Sensing his melancholy, the wereleopard gave him a direct look out of those golden eyes. “You could come with me,” he said. “To my home. You would be welcome there as my mate.”
Lord Avhonari blinked. “Err…I’m afraid that isn’t possible, Z’sharan,” he said regretfully.
“Why not?”
“Well, because I have my duties here,” the nobleman sighed. “To my family and my king. I can’t simply walk away from then, much as I would sometimes like to.”
The wereleopard frowned. “You should do what your heart tells you to," he said firmly.
“Would that it was as easy as that,” Lord Avhonari sighed regretfully.
Z’sharan shrugged. “It is,” he said. “But you humans always seem to need to complicate things. I do not understand that.”
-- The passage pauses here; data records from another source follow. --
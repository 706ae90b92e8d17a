//! The `ask` and `deep_research` tools and their response envelope.
//!
//! Every call ends in a [`ToolResponse`]. Failures become envelopes with
//! `isError: true`; nothing here panics or propagates to the transport.

use std::sync::Arc;
use std::time::Duration;

use serde::{Deserialize, Serialize};
use serde_json::{json, Value};
use tokio::sync::Mutex;
use tokio_util::sync::CancellationToken;
use tracing::{info, info_span, warn, Instrument};
use utoipa::ToSchema;
use uuid::Uuid;

use crate::error::AgentError;
use crate::research::{ModelHint, QueryMode, QueryRequest, Researcher};

pub const ASK: &str = "ask";
pub const DEEP_RESEARCH: &str = "deep_research";

#[derive(Debug, Clone, Serialize, Deserialize, ToSchema)]
#[serde(rename_all = "camelCase")]
pub struct ToolDescriptor {
    pub name: String,
    pub description: String,
    #[schema(value_type = Object)]
    pub input_schema: Value,
}

#[derive(Debug, Clone, Serialize, Deserialize, PartialEq, ToSchema)]
pub struct ToolContent {
    #[serde(rename = "type")]
    pub kind: String,
    pub text: String,
}

#[derive(Debug, Clone, Serialize, Deserialize, PartialEq, ToSchema)]
#[serde(rename_all = "camelCase")]
pub struct ToolResponse {
    pub content: Vec<ToolContent>,
    #[serde(default, skip_serializing_if = "Option::is_none")]
    pub is_error: Option<bool>,
}

impl ToolResponse {
    pub fn text(text: impl Into<String>) -> Self {
        Self {
            content: vec![ToolContent {
                kind: "text".into(),
                text: text.into(),
            }],
            is_error: None,
        }
    }

    pub fn error(text: impl Into<String>) -> Self {
        Self {
            is_error: Some(true),
            ..Self::text(text)
        }
    }

    pub fn is_error(&self) -> bool {
        self.is_error.unwrap_or(false)
    }
}

#[derive(Debug, Deserialize)]
#[serde(rename_all = "camelCase")]
struct AskArgs {
    query: String,
    #[serde(default, alias = "model_hint")]
    model_hint: ModelHint,
    #[serde(default, alias = "time_budget_seconds")]
    time_budget_seconds: Option<f64>,
}

#[derive(Debug, Deserialize)]
#[serde(rename_all = "camelCase")]
struct DeepResearchArgs {
    query: String,
    #[serde(default, alias = "max_time_seconds", alias = "time_budget_seconds")]
    time_budget_seconds: Option<f64>,
}

fn budget(seconds: Option<f64>, default: Duration) -> Result<Duration, AgentError> {
    match seconds {
        None => Ok(default),
        Some(s) if s.is_finite() && s >= 1.0 => Duration::try_from_secs_f64(s)
            .map_err(|e| AgentError::InvalidRequest(format!("time budget {s} is out of range: {e}"))),
        Some(s) => Err(AgentError::InvalidRequest(format!(
            "time budget must be at least 1 second, got {s}"
        ))),
    }
}

fn parse_args<T: serde::de::DeserializeOwned>(args: Value) -> Result<T, AgentError> {
    let args = if args.is_null() { json!({}) } else { args };
    serde_json::from_value(args).map_err(|e| AgentError::InvalidRequest(e.to_string()))
}

pub struct ToolBox {
    researcher: Arc<Researcher>,
    ask_budget: Duration,
    research_budget: Duration,
    /// Held for the whole request when the researcher drives a persistent profile.
    profile_gate: Mutex<()>,
}

impl ToolBox {
    pub fn new(researcher: Arc<Researcher>, ask_budget: Duration, research_budget: Duration) -> Self {
        Self {
            researcher,
            ask_budget,
            research_budget,
            profile_gate: Mutex::new(()),
        }
    }

    pub fn list(&self) -> Vec<ToolDescriptor> {
        vec![
            ToolDescriptor {
                name: ASK.into(),
                description: "Ask the answer engine a question through a real browser and return \
                              the answer text with its cited sources."
                    .into(),
                input_schema: json!({
                    "type": "object",
                    "properties": {
                        "query": { "type": "string", "description": "Question to ask" },
                        "modelHint": {
                            "type": "string",
                            "enum": ["default", "variant_a", "variant_b", "variant_c", "variant_d"],
                            "description": "Preferred model. Falls back to the default with a warning when unavailable."
                        },
                        "timeBudgetSeconds": {
                            "type": "number",
                            "description": "How long to wait for the answer",
                            "default": self.ask_budget.as_secs()
                        }
                    },
                    "required": ["query"]
                }),
            },
            ToolDescriptor {
                name: DEEP_RESEARCH.into(),
                description: "Run a long deep-research query through a real browser. May take \
                              several minutes."
                    .into(),
                input_schema: json!({
                    "type": "object",
                    "properties": {
                        "query": { "type": "string", "description": "Topic to research" },
                        "timeBudgetSeconds": {
                            "type": "number",
                            "description": "Maximum wait in seconds (alias: max_time_seconds)",
                            "default": self.research_budget.as_secs()
                        }
                    },
                    "required": ["query"]
                }),
            },
        ]
    }

    pub async fn call(&self, name: &str, args: Value, cancel: &CancellationToken) -> ToolResponse {
        let request_id = Uuid::new_v4();
        let span = info_span!("tool", %request_id, tool = name);
        async move {
            match self.dispatch(name, args, cancel).await {
                Ok(text) => ToolResponse::text(text),
                Err(e) => {
                    warn!(kind = e.kind(), "tool call failed: {e}");
                    ToolResponse::error(format!("{name} failed ({}): {e}", e.kind()))
                }
            }
        }
        .instrument(span)
        .await
    }

    async fn dispatch(
        &self,
        name: &str,
        args: Value,
        cancel: &CancellationToken,
    ) -> Result<String, AgentError> {
        let request = match name {
            ASK => {
                let args: AskArgs = parse_args(args)?;
                QueryRequest::new(
                    &args.query,
                    args.model_hint,
                    budget(args.time_budget_seconds, self.ask_budget)?,
                    QueryMode::Direct,
                )?
            }
            DEEP_RESEARCH => {
                let args: DeepResearchArgs = parse_args(args)?;
                QueryRequest::new(
                    &args.query,
                    ModelHint::Default,
                    budget(args.time_budget_seconds, self.research_budget)?,
                    QueryMode::DeepResearch,
                )?
            }
            other => return Err(AgentError::InvalidRequest(format!("unknown tool: {other}"))),
        };
        info!(budget_secs = request.time_budget.as_secs(), "tool call accepted");

        let _gate = if self.researcher.uses_persistent_profile() {
            tokio::select! {
                _ = cancel.cancelled() => return Err(AgentError::Cancelled),
                guard = self.profile_gate.lock() => Some(guard),
            }
        } else {
            None
        };

        let output = self.researcher.run(&request, cancel).await?;
        serde_json::to_string_pretty(&output)
            .map_err(|e| AgentError::browser("serializing result", e))
    }
}

#[cfg(test)]
mod tests {
    use super::*;
    use crate::research::ResearchSettings;
    use crate::selectors::SelectorSet;
    use crate::session::SessionManager;
    use crate::testing::{answer_frame, CountingBackend, ScriptedPage};

    const HOME: &str = r#"<html><body><textarea></textarea></body></html>"#;

    fn toolbox(frames: Vec<String>) -> ToolBox {
        let page = Arc::new(ScriptedPage::new(HOME, frames));
        let sessions = Arc::new(SessionManager::new(Arc::new(CountingBackend::new(page))));
        let researcher = Researcher::new(
            sessions,
            ResearchSettings::default(),
            Arc::new(SelectorSet::default()),
        );
        ToolBox::new(
            Arc::new(researcher),
            Duration::from_secs(120),
            Duration::from_secs(600),
        )
    }

    fn body(response: &ToolResponse) -> Value {
        serde_json::from_str(&response.content[0].text).unwrap()
    }

    #[test]
    fn lists_both_tools_with_schemas() {
        let tools = toolbox(vec![]).list();
        let names: Vec<&str> = tools.iter().map(|t| t.name.as_str()).collect();
        assert_eq!(names, [ASK, DEEP_RESEARCH]);
        assert_eq!(tools[0].input_schema["required"][0], "query");

        let json = serde_json::to_value(&tools[1]).unwrap();
        assert!(json.get("inputSchema").is_some());
    }

    #[tokio::test]
    async fn unknown_tool_is_an_error_envelope() {
        let response = toolbox(vec![])
            .call("summon", json!({}), &CancellationToken::new())
            .await;
        assert!(response.is_error());
        assert!(response.content[0].text.contains("unknown tool: summon"));
    }

    #[tokio::test]
    async fn missing_query_is_an_error_envelope() {
        let response = toolbox(vec![])
            .call(ASK, json!({ "modelHint": "variant_a" }), &CancellationToken::new())
            .await;
        assert!(response.is_error());
        assert!(response.content[0].text.contains("invalid_request"));
    }

    #[tokio::test]
    async fn rejects_non_positive_budget() {
        let response = toolbox(vec![])
            .call(ASK, json!({ "query": "q", "timeBudgetSeconds": 0 }), &CancellationToken::new())
            .await;
        assert!(response.is_error());
    }

    #[tokio::test]
    async fn huge_budget_is_an_error_envelope() {
        let response = toolbox(vec![])
            .call(ASK, json!({ "query": "q", "timeBudgetSeconds": 1e20 }), &CancellationToken::new())
            .await;
        assert!(response.is_error());
        assert!(response.content[0].text.contains("invalid_request"));
    }

    #[test]
    fn budget_range() {
        let fallback = Duration::from_secs(120);
        assert_eq!(budget(None, fallback).unwrap(), fallback);
        assert_eq!(budget(Some(1.5), fallback).unwrap(), Duration::from_millis(1500));
        assert!(budget(Some(0.5), fallback).is_err());
        assert!(budget(Some(f64::NAN), fallback).is_err());
        assert!(budget(Some(1e20), fallback).is_err());
    }

    #[tokio::test(start_paused = true)]
    async fn ask_returns_result_json() {
        let answer = "An answer long enough to count as settled. ".repeat(4);
        let tools = toolbox(vec![answer_frame(&answer, false)]);

        let response = tools
            .call(ASK, json!({ "query": "hello" }), &CancellationToken::new())
            .await;

        assert!(!response.is_error());
        assert_eq!(response.content[0].kind, "text");
        let json = body(&response);
        assert_eq!(json["query"], "hello");
        assert_eq!(json["modelLabel"], "Best");
        assert_eq!(json["converged"], true);
        assert!(json["sources"].is_array());

        let envelope = serde_json::to_value(&response).unwrap();
        assert!(envelope.get("isError").is_none());
    }

    #[tokio::test(start_paused = true)]
    async fn deep_research_accepts_max_time_seconds() {
        let tools = toolbox(vec![answer_frame("still researching", true)]);

        let response = tools
            .call(
                DEEP_RESEARCH,
                json!({ "query": "topic", "max_time_seconds": 20 }),
                &CancellationToken::new(),
            )
            .await;

        let json = body(&response);
        assert_eq!(json["type"], "deep_research");
        assert_eq!(json["converged"], false);
        assert!(json["warnings"][0].as_str().unwrap().contains("after 2 polls"));
    }

    #[tokio::test(start_paused = true)]
    async fn failures_carry_the_error_kind() {
        let tools = toolbox(vec![]);
        let page_without_input = Arc::new(ScriptedPage::new("<html><body></body></html>", vec![]));
        let sessions = Arc::new(SessionManager::new(Arc::new(CountingBackend::new(page_without_input))));
        let tools = ToolBox {
            researcher: Arc::new(Researcher::new(
                sessions,
                ResearchSettings::default(),
                Arc::new(SelectorSet::default()),
            )),
            ..tools
        };

        let response = tools
            .call(ASK, json!({ "query": "q" }), &CancellationToken::new())
            .await;
        assert!(response.is_error());
        assert!(response.content[0].text.starts_with("ask failed (input_not_found)"));
    }
}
“It’s a failing in us,” Lord Avhonari remarked with a lopsided smile. “One I freely admit to.”
Traggen staggered into the house much later that evening, his eyes glazed from too much ale and the sweet smoke from the pipe he’d been smoking at the tavern he’d gone to. A servant tried to help him stand upright, but he pulled away and yelled: “Don’ toush me! I wanna spe-spe…talk ter my unshle! Where ish he! Wanna talk to him!” The servant tried to get him to calm down, but he was having none of it. “Ge’ me my unshle right now! Or I’ll have yer head!”
Another servant departed to find Lord Avhonari and tell him that Traggen was back and kicking up a drunken fuss. It didn’t take long for the nobleman to appear, with Z’sharan in tow. He frowned when he saw how soused his nephew was. “Traggen! What is the meaning of this?”
The younger man pointed a dramatic (but wavering) finger at him. “I hash a problem,” he slurred, glowering at the pair of them. “YOU ish my problem,” he spat.
Lord Avhonari lifted a brow. “Oh am I? And why is that?”
“Becush…becush…you ish such a dried-up schtick, no fun at all,” Traggen groused, wavering on his feet. “Won’t let ME have any fun, either. Always moral-moral…leshuring me about everthin’. So tired of it. You an’ that strange whore of yours…” his finger moved to point to Z’sharan.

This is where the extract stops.